*Extracted material*.
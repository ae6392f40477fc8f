//-
// Licensed under the Apache License, Version 2.0 <LICENSE-APACHE or
// http://www.apache.org/licenses/LICENSE-2.0> or the MIT license
// <LICENSE-MIT or http://opensource.org/licenses/MIT>, at your
// option. This file may not be copied, modified, or distributed
// except according to those terms.

//! [`TestState`]: the state owned by one run of `generate`, threaded
//! through every evaluation, shrink, and targeting probe.

use crate::config::Config;
use crate::determinism::Determinism;
use crate::result::{ErrorCache, Stats, TargetError};
use crate::test_case::Attempt;

/// Everything one run of the search accumulates, per §3.
#[derive(Debug)]
pub struct TestState {
    pub config: Config,
    pub stats: Stats,
    /// The smallest Attempt whose property evaluated to "interesting"
    /// with no error.
    pub result: Option<Attempt>,
    /// The `(score, Attempt)` pair maximizing the last-recorded
    /// `targeting_score`.
    pub best_scoring: Option<(f64, Attempt)>,
    /// The smallest-known error-raising Attempt, with enough heuristic
    /// data to judge whether a later error is "the same" one.
    pub target_err: Option<TargetError>,
    pub error_cache: ErrorCache,
    pub test_is_trivial: bool,
    pub generation_indeterminate: Option<Determinism>,
    /// The property's stable DB key, used for persistence lookups.
    pub db_key: String,
}

impl TestState {
    /// Start a fresh run under `config`, addressed in the DB by `db_key`.
    pub fn new(config: Config, db_key: impl Into<String>) -> Self {
        TestState {
            config,
            stats: Stats::default(),
            result: None,
            best_scoring: None,
            target_err: None,
            error_cache: ErrorCache::default(),
            test_is_trivial: false,
            generation_indeterminate: None,
            db_key: db_key.into(),
        }
    }

    /// Whether the run has found anything worth shrinking: either a
    /// falsifying example or a reproducible error.
    pub fn has_interesting_example(&self) -> bool {
        self.result.is_some() || self.target_err.is_some()
    }
}

#[cfg(test)]
mod tests {
    use super::*;

    #[test]
    fn fresh_state_has_no_interesting_example() {
        let ts = TestState::new(Config::default(), "my::prop");
        assert!(!ts.has_interesting_example());
    }
}
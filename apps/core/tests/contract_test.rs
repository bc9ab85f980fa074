mod support;

use vesslo_core::actions::AppAction;
use vesslo_core::contract::{
    bulk_header_item, update_item, CoreRequest, ListItemDto, RunRequest, SearchRequest,
    SectionDto, UpdatesRequest,
};
use vesslo_core::search::search;
use vesslo_core::updates::{sections, SortOption};

#[test]
fn requests_use_kind_and_payload_envelope() {
    let encoded = serde_json::to_value(CoreRequest::Search(SearchRequest {
        query: "arc".into(),
    }))
    .unwrap();
    assert_eq!(
        encoded,
        serde_json::json!({"kind": "search", "payload": {"query": "arc"}})
    );

    let encoded = serde_json::to_value(CoreRequest::Updates(UpdatesRequest {
        sort: Some(SortOption::Developer),
    }))
    .unwrap();
    assert_eq!(encoded["payload"]["sort"], "developer");

    let decoded: CoreRequest = serde_json::from_str(
        r#"{"kind":"run","payload":{"action":{"type":"update_all_homebrew"}}}"#,
    )
    .unwrap();
    assert_eq!(
        decoded,
        CoreRequest::Run(RunRequest {
            action: AppAction::UpdateAllHomebrew
        })
    );
}

#[test]
fn search_items_carry_row_reasons_and_actions() {
    let apps = support::fixture_apps();
    let results = search(&apps, "browser");
    let item = ListItemDto::from(&results[0]);

    assert_eq!(item.app_id, "arc");
    assert_eq!(item.row.title, "Arc");
    assert_eq!(item.matched_fields.len(), 3);
    assert_eq!(
        item.actions.last().unwrap().title.as_deref(),
        Some("Tags")
    );
}

#[test]
fn empty_reasons_are_omitted_from_json() {
    let apps = support::fixture_apps();
    let value = serde_json::to_value(update_item(&apps[0])).unwrap();
    assert!(value.get("matched_fields").is_none());
    assert_eq!(value["row"]["accessories"][1]["kind"], "tag");
    assert_eq!(value["row"]["accessories"][1]["value"], "brew");
}

#[test]
fn section_dto_keeps_kind_and_title() {
    let apps = support::fixture_apps();
    let dtos: Vec<SectionDto> = sections(&apps, SortOption::Source)
        .iter()
        .map(Into::into)
        .collect();

    let titles: Vec<&str> = dtos.iter().map(|dto| dto.title.as_str()).collect();
    assert_eq!(
        titles,
        vec!["Homebrew (3)", "Sparkle (1)", "App Store (2)", "Manual (1)"]
    );
    assert_eq!(dtos[2].items[1].app_id, "onepassword");
}

#[test]
fn bulk_header_item_runs_update_all() {
    let item = bulk_header_item(2);
    assert_eq!(item.app_id, "update-all-homebrew");
    assert_eq!(item.actions[0].actions[0].action, AppAction::UpdateAllHomebrew);
}
use vesslo_core::core_service::ServiceError;
use vesslo_core::runtime::RuntimeError;

fn main() {
    let options = match vesslo_core::runtime::parse_cli_args(std::env::args_os()) {
        Ok(options) => options,
        Err(error) => error.exit(),
    };

    if let Err(error) = vesslo_core::logging::init() {
        eprintln!("[vesslo-core] logging disabled: {error}");
    }

    if let Err(error) = vesslo_core::runtime::run_with_options(options) {
        tracing::error!("runtime failed: {error}");
        eprintln!("[vesslo-core] {error}");
        let code = match error {
            RuntimeError::Config(_) | RuntimeError::Service(ServiceError::Config(_)) => 2,
            _ => 1,
        };
        std::process::exit(code);
    }
}
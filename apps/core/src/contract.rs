use std::path::PathBuf;

use serde::{Deserialize, Serialize};

use crate::action_executor::Notice;
use crate::actions::{self, ActionSection, AppAction, ListContext, ListRow};
use crate::model::VessloApp;
use crate::search::{MatchedField, SearchResult};
use crate::tags::TagGroup;
use crate::updates::{SectionKind, SortOption, UpdateSection};

#[derive(Debug, Clone, Serialize, Deserialize, PartialEq, Eq)]
pub struct SearchRequest {
    #[serde(default)]
    pub query: String,
}

#[derive(Debug, Clone, Serialize, Deserialize, PartialEq, Eq)]
pub struct TagAppsRequest {
    pub tag: String,
}

#[derive(Debug, Clone, Default, Serialize, Deserialize, PartialEq, Eq)]
pub struct UpdatesRequest {
    #[serde(default)]
    pub sort: Option<SortOption>,
}

#[derive(Debug, Clone, Serialize, Deserialize, PartialEq, Eq)]
pub struct AppRequest {
    pub id: String,
}

#[derive(Debug, Clone, Serialize, Deserialize, PartialEq, Eq)]
pub struct RunRequest {
    pub action: AppAction,
}

#[derive(Debug, Clone, Serialize, Deserialize, PartialEq, Eq)]
#[serde(tag = "kind", content = "payload", rename_all = "snake_case")]
pub enum CoreRequest {
    Search(SearchRequest),
    Tags,
    TagApps(TagAppsRequest),
    Updates(UpdatesRequest),
    HomebrewUpdates,
    Run(RunRequest),
    UpgradeApp(AppRequest),
    UpgradeAll,
    Status,
}

/// One row plus everything the front-end needs to act on it.
#[derive(Debug, Clone, Serialize, Deserialize, PartialEq, Eq)]
pub struct ListItemDto {
    pub app_id: String,
    pub row: ListRow,
    #[serde(default, skip_serializing_if = "Vec::is_empty")]
    pub matched_fields: Vec<MatchedField>,
    pub actions: Vec<ActionSection>,
}

#[derive(Debug, Clone, Serialize, Deserialize, PartialEq, Eq)]
pub struct SearchResponse {
    pub query: String,
    pub results: Vec<ListItemDto>,
}

#[derive(Debug, Clone, Serialize, Deserialize, PartialEq, Eq)]
pub struct TagDto {
    pub tag: String,
    pub count: usize,
    pub row: ListRow,
}

#[derive(Debug, Clone, Serialize, Deserialize, PartialEq, Eq)]
pub struct TagsResponse {
    pub title: String,
    pub tags: Vec<TagDto>,
}

#[derive(Debug, Clone, Serialize, Deserialize, PartialEq, Eq)]
pub struct TagAppsResponse {
    pub tag: String,
    pub title: String,
    pub apps: Vec<ListItemDto>,
}

#[derive(Debug, Clone, Serialize, Deserialize, PartialEq, Eq)]
pub struct SectionDto {
    pub kind: SectionKind,
    pub title: String,
    pub items: Vec<ListItemDto>,
}

#[derive(Debug, Clone, Serialize, Deserialize, PartialEq, Eq)]
pub struct UpdatesResponse {
    pub sort: SortOption,
    pub sections: Vec<SectionDto>,
}

#[derive(Debug, Clone, Serialize, Deserialize, PartialEq, Eq)]
pub struct HomebrewUpdatesResponse {
    pub title: String,
    #[serde(default, skip_serializing_if = "Option::is_none")]
    pub update_all: Option<ListItemDto>,
    pub items: Vec<ListItemDto>,
}

#[derive(Debug, Clone, Serialize, Deserialize, PartialEq, Eq)]
pub struct StatusResponse {
    pub data_path: PathBuf,
    pub available: bool,
    pub fresh: bool,
    #[serde(default, skip_serializing_if = "Option::is_none")]
    pub exported_at: Option<String>,
    pub app_count: usize,
    pub update_count: usize,
}

#[derive(Debug, Clone, Serialize, Deserialize, PartialEq, Eq)]
#[serde(tag = "kind", content = "payload", rename_all = "snake_case")]
pub enum CoreResponse {
    Search(SearchResponse),
    Tags(TagsResponse),
    TagApps(TagAppsResponse),
    Updates(UpdatesResponse),
    HomebrewUpdates(HomebrewUpdatesResponse),
    Notice(Notice),
    Status(StatusResponse),
}

impl From<&SearchResult<'_>> for ListItemDto {
    fn from(value: &SearchResult<'_>) -> Self {
        Self {
            app_id: value.app.id.clone(),
            row: actions::app_row(value.app, &value.matched_fields),
            matched_fields: value.matched_fields.clone(),
            actions: actions::app_actions(value.app, ListContext::Search),
        }
    }
}

impl From<&TagGroup<'_>> for TagDto {
    fn from(value: &TagGroup<'_>) -> Self {
        Self {
            tag: value.tag.to_string(),
            count: value.count(),
            row: actions::tag_row(value),
        }
    }
}

impl From<&UpdateSection<'_>> for SectionDto {
    fn from(value: &UpdateSection<'_>) -> Self {
        Self {
            kind: value.kind,
            title: value.title.clone(),
            items: value.apps.iter().map(|app| update_item(app)).collect(),
        }
    }
}

pub fn tag_app_item(app: &VessloApp) -> ListItemDto {
    ListItemDto {
        app_id: app.id.clone(),
        row: actions::app_row(app, &[]),
        matched_fields: Vec::new(),
        actions: actions::app_actions(app, ListContext::TagDrillDown),
    }
}

pub fn update_item(app: &VessloApp) -> ListItemDto {
    ListItemDto {
        app_id: app.id.clone(),
        row: actions::update_row(app),
        matched_fields: Vec::new(),
        actions: actions::update_actions(app),
    }
}

pub fn bulk_item(app: &VessloApp) -> ListItemDto {
    ListItemDto {
        app_id: app.id.clone(),
        row: actions::bulk_row(app),
        matched_fields: Vec::new(),
        actions: actions::bulk_actions(app),
    }
}

pub fn bulk_header_item(count: usize) -> ListItemDto {
    let row = actions::bulk_header_row(count);
    ListItemDto {
        app_id: row.id.clone(),
        row,
        matched_fields: Vec::new(),
        actions: actions::bulk_header_actions(),
    }
}
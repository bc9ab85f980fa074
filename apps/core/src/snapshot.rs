use std::path::{Path, PathBuf};

use chrono::{DateTime, Duration, NaiveDateTime, Utc};

use crate::model::VessloData;

pub const SNAPSHOT_DIR_NAME: &str = ".vesslo";
pub const SNAPSHOT_FILE_NAME: &str = "data.json";
pub const DEFAULT_MAX_AGE_HOURS: i64 = 24;

#[derive(Debug, thiserror::Error)]
pub enum SnapshotError {
    #[error("snapshot not found: {}", .0.display())]
    NotFound(PathBuf),
    #[error("failed to read snapshot {}: {source}", path.display())]
    Io {
        path: PathBuf,
        #[source]
        source: std::io::Error,
    },
    #[error("invalid snapshot json in {}: {source}", path.display())]
    Parse {
        path: PathBuf,
        #[source]
        source: serde_json::Error,
    },
}

/// `~/.vesslo/data.json`, or a relative path when no home directory is known.
pub fn default_snapshot_path() -> PathBuf {
    dirs::home_dir()
        .unwrap_or_default()
        .join(SNAPSHOT_DIR_NAME)
        .join(SNAPSHOT_FILE_NAME)
}

pub fn load(path: &Path) -> Result<VessloData, SnapshotError> {
    let raw = match std::fs::read_to_string(path) {
        Ok(raw) => raw,
        Err(error) if error.kind() == std::io::ErrorKind::NotFound => {
            return Err(SnapshotError::NotFound(path.to_path_buf()));
        }
        Err(source) => {
            return Err(SnapshotError::Io {
                path: path.to_path_buf(),
                source,
            });
        }
    };

    parse(&raw).map_err(|source| SnapshotError::Parse {
        path: path.to_path_buf(),
        source,
    })
}

pub fn parse(raw: &str) -> Result<VessloData, serde_json::Error> {
    serde_json::from_str(raw)
}

/// Loads the snapshot, logging and swallowing any failure.
pub fn load_optional(path: &Path) -> Option<VessloData> {
    match load(path) {
        Ok(data) => {
            tracing::debug!(
                path = %path.display(),
                apps = data.apps.len(),
                "loaded vesslo snapshot"
            );
            Some(data)
        }
        Err(SnapshotError::NotFound(path)) => {
            tracing::info!(path = %path.display(), "vesslo snapshot missing");
            None
        }
        Err(error) => {
            tracing::error!("failed to load vesslo data: {error}");
            None
        }
    }
}

pub fn exported_at(data: &VessloData) -> Option<DateTime<Utc>> {
    let raw = data.exported_at.trim();
    if let Ok(ts) = DateTime::parse_from_rfc3339(raw) {
        return Some(ts.with_timezone(&Utc));
    }
    // Offset-less timestamps are read as UTC.
    NaiveDateTime::parse_from_str(raw, "%Y-%m-%dT%H:%M:%S%.f")
        .ok()
        .map(|naive| naive.and_utc())
}

pub fn is_fresh(data: &VessloData, now: DateTime<Utc>, max_age: Duration) -> bool {
    match exported_at(data) {
        Some(ts) => now.signed_duration_since(ts) < max_age,
        None => false,
    }
}

/// Vesslo exports continuously while running, so a recent snapshot is taken
/// as a sign that the host app is alive.
pub fn is_host_running(path: &Path, now: DateTime<Utc>, max_age: Duration) -> bool {
    if !path.exists() {
        return false;
    }
    load_optional(path)
        .map(|data| is_fresh(&data, now, max_age))
        .unwrap_or(false)
}
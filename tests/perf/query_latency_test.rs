use std::time::Instant;

use crate::model::VessloApp;
use crate::search::search;
use crate::updates::{sections, SortOption};

fn p95_ms(samples: &mut [f64]) -> f64 {
    samples.sort_by(|a, b| a.partial_cmp(b).unwrap_or(std::cmp::Ordering::Equal));
    let last = samples.len().saturating_sub(1);
    let idx = ((last as f64) * 0.95).round() as usize;
    samples[idx.min(last)]
}

fn synthetic_apps(count: usize) -> Vec<VessloApp> {
    (0..count)
        .map(|i| VessloApp {
            id: i.to_string(),
            name: format!("Application {i:04}"),
            bundle_id: Some(format!("com.example.app{i}")),
            version: Some("1.0".to_string()),
            target_version: (i % 3 == 0).then(|| "1.1".to_string()),
            developer: Some(format!("Developer {}", i % 40)),
            path: format!("/Applications/Application {i:04}.app"),
            icon: None,
            tags: vec![format!("group-{}", i % 12), "daily".to_string()],
            memo: (i % 5 == 0).then(|| format!("note number {i}")),
            sources: match i % 4 {
                0 => vec!["Brew".to_string()],
                1 => vec!["Sparkle".to_string()],
                2 => vec!["App Store".to_string()],
                _ => Vec::new(),
            },
            app_store_id: None,
            homebrew_cask: (i % 4 == 0).then(|| format!("app-{i}")),
        })
        .collect()
}

#[test]
fn warm_query_p95_under_20ms() {
    let apps = synthetic_apps(500);

    for _ in 0..30 {
        let _ = search(&apps, "note");
        let _ = sections(&apps, SortOption::Name);
    }

    let mut batch_p95 = Vec::with_capacity(5);
    for _ in 0..5 {
        let mut samples = Vec::with_capacity(80);
        for _ in 0..80 {
            let start = Instant::now();
            let _ = search(&apps, "developer 1");
            let _ = sections(&apps, SortOption::Developer);
            samples.push(start.elapsed().as_secs_f64() * 1000.0);
        }
        batch_p95.push(p95_ms(&mut samples));
    }

    batch_p95.sort_by(|a, b| a.partial_cmp(b).unwrap_or(std::cmp::Ordering::Equal));
    let median_p95 = batch_p95[batch_p95.len() / 2];

    assert!(
        median_p95 <= 20.0,
        "median batch p95 too high: {median_p95:.3}ms (budget 20.0ms); batches={batch_p95:?}",
    );
}
use std::cmp::Ordering;
use std::fmt::{Display, Formatter};
use std::str::FromStr;

use serde::{Deserialize, Serialize};

use crate::model::VessloApp;

#[derive(Debug, Clone, Copy, Default, PartialEq, Eq, Serialize, Deserialize)]
#[serde(rename_all = "camelCase")]
pub enum SortOption {
    #[default]
    Source,
    Name,
    NameDesc,
    Developer,
}

impl SortOption {
    pub const ALL: [SortOption; 4] = [
        SortOption::Source,
        SortOption::Name,
        SortOption::NameDesc,
        SortOption::Developer,
    ];

    pub fn key(self) -> &'static str {
        match self {
            Self::Source => "source",
            Self::Name => "name",
            Self::NameDesc => "nameDesc",
            Self::Developer => "developer",
        }
    }

    pub fn label(self) -> &'static str {
        match self {
            Self::Source => "By Source",
            Self::Name => "By Name (A-Z)",
            Self::NameDesc => "By Name (Z-A)",
            Self::Developer => "By Developer",
        }
    }
}

impl Display for SortOption {
    fn fmt(&self, f: &mut Formatter<'_>) -> std::fmt::Result {
        f.write_str(self.key())
    }
}

impl FromStr for SortOption {
    type Err = String;

    fn from_str(input: &str) -> Result<Self, Self::Err> {
        let trimmed = input.trim();
        Self::ALL
            .into_iter()
            .find(|option| option.key().eq_ignore_ascii_case(trimmed))
            .ok_or_else(|| {
                format!("unknown sort option '{trimmed}'; expected source, name, nameDesc, or developer")
            })
    }
}

#[derive(Debug, Clone, Copy, PartialEq, Eq, Serialize, Deserialize)]
#[serde(rename_all = "snake_case")]
pub enum SectionKind {
    Homebrew,
    Sparkle,
    AppStore,
    Manual,
    All,
}

#[derive(Debug, Clone, PartialEq, Eq)]
pub struct UpdateSection<'a> {
    pub kind: SectionKind,
    pub title: String,
    pub apps: Vec<&'a VessloApp>,
}

pub fn apps_with_updates(apps: &[VessloApp]) -> Vec<&VessloApp> {
    apps.iter().filter(|app| app.has_update()).collect()
}

pub fn sort_updates(apps: &mut [&VessloApp], option: SortOption) {
    match option {
        SortOption::Source => {}
        SortOption::Name => apps.sort_by(|a, b| locale_compare(&a.name, &b.name)),
        SortOption::NameDesc => apps.sort_by(|a, b| locale_compare(&b.name, &a.name)),
        SortOption::Developer => apps.sort_by(|a, b| {
            locale_compare(
                a.developer.as_deref().unwrap_or_default(),
                b.developer.as_deref().unwrap_or_default(),
            )
        }),
    }
}

/// Case-insensitive first, raw string as the tie-break so "arc" and "Arc"
/// still order deterministically.
pub fn locale_compare(a: &str, b: &str) -> Ordering {
    a.to_lowercase()
        .cmp(&b.to_lowercase())
        .then_with(|| a.cmp(b))
}

pub fn group_by_source<'a>(apps: &[&'a VessloApp]) -> Vec<UpdateSection<'a>> {
    let homebrew = collect(apps, |app| app.is_homebrew());
    let sparkle = collect(apps, |app| app.is_sparkle() && !app.is_homebrew());
    let app_store = collect(apps, |app| app.is_app_store());
    let manual = collect(apps, |app| {
        !app.is_homebrew() && !app.is_sparkle() && !app.is_app_store()
    });

    [
        (SectionKind::Homebrew, "Homebrew", homebrew),
        (SectionKind::Sparkle, "Sparkle", sparkle),
        (SectionKind::AppStore, "App Store", app_store),
        (SectionKind::Manual, "Manual", manual),
    ]
    .into_iter()
    .filter(|(_, _, apps)| !apps.is_empty())
    .map(|(kind, label, apps)| UpdateSection {
        kind,
        title: format!("{label} ({})", apps.len()),
        apps,
    })
    .collect()
}

/// Builds the sections of the updates view for the chosen sort.
pub fn sections(apps: &[VessloApp], option: SortOption) -> Vec<UpdateSection<'_>> {
    let mut pending = apps_with_updates(apps);
    if pending.is_empty() {
        return Vec::new();
    }

    sort_updates(&mut pending, option);
    match option {
        SortOption::Source => group_by_source(&pending),
        _ => vec![UpdateSection {
            kind: SectionKind::All,
            title: format!("Updates ({}) - {}", pending.len(), option.label()),
            apps: pending,
        }],
    }
}

pub fn homebrew_updates(apps: &[VessloApp]) -> Vec<&VessloApp> {
    apps.iter()
        .filter(|app| app.is_homebrew() && app.has_update() && app.homebrew_cask().is_some())
        .collect()
}

fn collect<'a>(apps: &[&'a VessloApp], keep: impl Fn(&VessloApp) -> bool) -> Vec<&'a VessloApp> {
    apps.iter().copied().filter(|app| keep(app)).collect()
}

#[cfg(test)]
mod tests {
    use super::*;

    #[test]
    fn sort_option_parses_keys_case_insensitively() {
        assert_eq!("nameDesc".parse::<SortOption>(), Ok(SortOption::NameDesc));
        assert_eq!(" NAMEDESC ".parse::<SortOption>(), Ok(SortOption::NameDesc));
        assert_eq!("developer".parse::<SortOption>(), Ok(SortOption::Developer));
        assert!("size".parse::<SortOption>().is_err());
    }

    #[test]
    fn default_sort_is_by_source() {
        assert_eq!(SortOption::default(), SortOption::Source);
        assert_eq!(SortOption::default().label(), "By Source");
    }

    #[test]
    fn locale_compare_ignores_case_before_raw_order() {
        assert_eq!(locale_compare("arc", "Brave"), Ordering::Less);
        assert_eq!(locale_compare("Arc", "arc"), Ordering::Less);
        assert_eq!(locale_compare("zed", "Zed"), Ordering::Greater);
        assert_eq!(locale_compare("", "a"), Ordering::Less);
    }
}
use std::io::{BufRead, Write};

use serde::{Deserialize, Serialize};

use crate::contract::{CoreRequest, CoreResponse};
use crate::core_service::{ServiceError, VessloService};

#[derive(Debug, Clone, Serialize, Deserialize, PartialEq, Eq)]
#[serde(rename_all = "snake_case")]
pub enum ErrorCode {
    InvalidJson,
    InvalidRequest,
    DataUnavailable,
    AppNotFound,
    Launch,
    Config,
}

#[derive(Debug, Clone, Serialize, Deserialize, PartialEq, Eq)]
pub struct ErrorResponse {
    pub code: ErrorCode,
    pub message: String,
}

#[derive(Debug, Clone, Serialize, Deserialize, PartialEq, Eq)]
#[serde(tag = "status", rename_all = "snake_case")]
pub enum TransportResponse {
    Ok { response: CoreResponse },
    Err { error: ErrorResponse },
}

pub fn handle_request(service: &VessloService, request: CoreRequest) -> TransportResponse {
    match service.handle_command(request) {
        Ok(response) => TransportResponse::Ok { response },
        Err(error) => TransportResponse::Err {
            error: map_service_error(error),
        },
    }
}

pub fn handle_json(service: &VessloService, payload: &str) -> String {
    let response = match serde_json::from_str::<CoreRequest>(payload) {
        Ok(request) => handle_request(service, request),
        Err(error) => TransportResponse::Err {
            error: ErrorResponse {
                code: ErrorCode::InvalidJson,
                message: error.to_string(),
            },
        },
    };

    encode(&response)
}

/// Answers one JSON request per input line until EOF. Blank lines are skipped;
/// a line that is not UTF-8 gets an `invalid_json` reply.
pub fn serve<R: BufRead, W: Write>(
    service: &VessloService,
    input: R,
    mut output: W,
) -> std::io::Result<usize> {
    let mut handled = 0;
    for line in input.split(b'\n') {
        let line = line?;
        let reply = match std::str::from_utf8(&line) {
            Ok(text) if text.trim().is_empty() => continue,
            Ok(text) => handle_json(service, text),
            Err(error) => encode(&TransportResponse::Err {
                error: ErrorResponse {
                    code: ErrorCode::InvalidJson,
                    message: format!("request is not valid UTF-8: {error}"),
                },
            }),
        };
        writeln!(output, "{reply}")?;
        output.flush()?;
        handled += 1;
    }
    tracing::debug!(handled, "transport input closed");
    Ok(handled)
}

pub fn encode(response: &TransportResponse) -> String {
    serde_json::to_string(response).unwrap_or_else(|error| {
        format!(
            r#"{{"status":"err","error":{{"code":"invalid_json","message":{}}}}}"#,
            serde_json::Value::String(error.to_string())
        )
    })
}

pub fn map_service_error(error: ServiceError) -> ErrorResponse {
    let code = match &error {
        ServiceError::InvalidRequest(_) => ErrorCode::InvalidRequest,
        ServiceError::DataUnavailable(_) => ErrorCode::DataUnavailable,
        ServiceError::AppNotFound(_) => ErrorCode::AppNotFound,
        ServiceError::Launch(_) => ErrorCode::Launch,
        ServiceError::Config(_) => ErrorCode::Config,
    };
    ErrorResponse {
        code,
        message: error.to_string(),
    }
}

*Exercise directions*.
Wherever the word "TargetError" turns up in the records above, copy the line that holds it.

*Answer to the problem*.
use crate::result::{ErrorCache, Stats, TargetError};
    pub target_err: Option<TargetError>,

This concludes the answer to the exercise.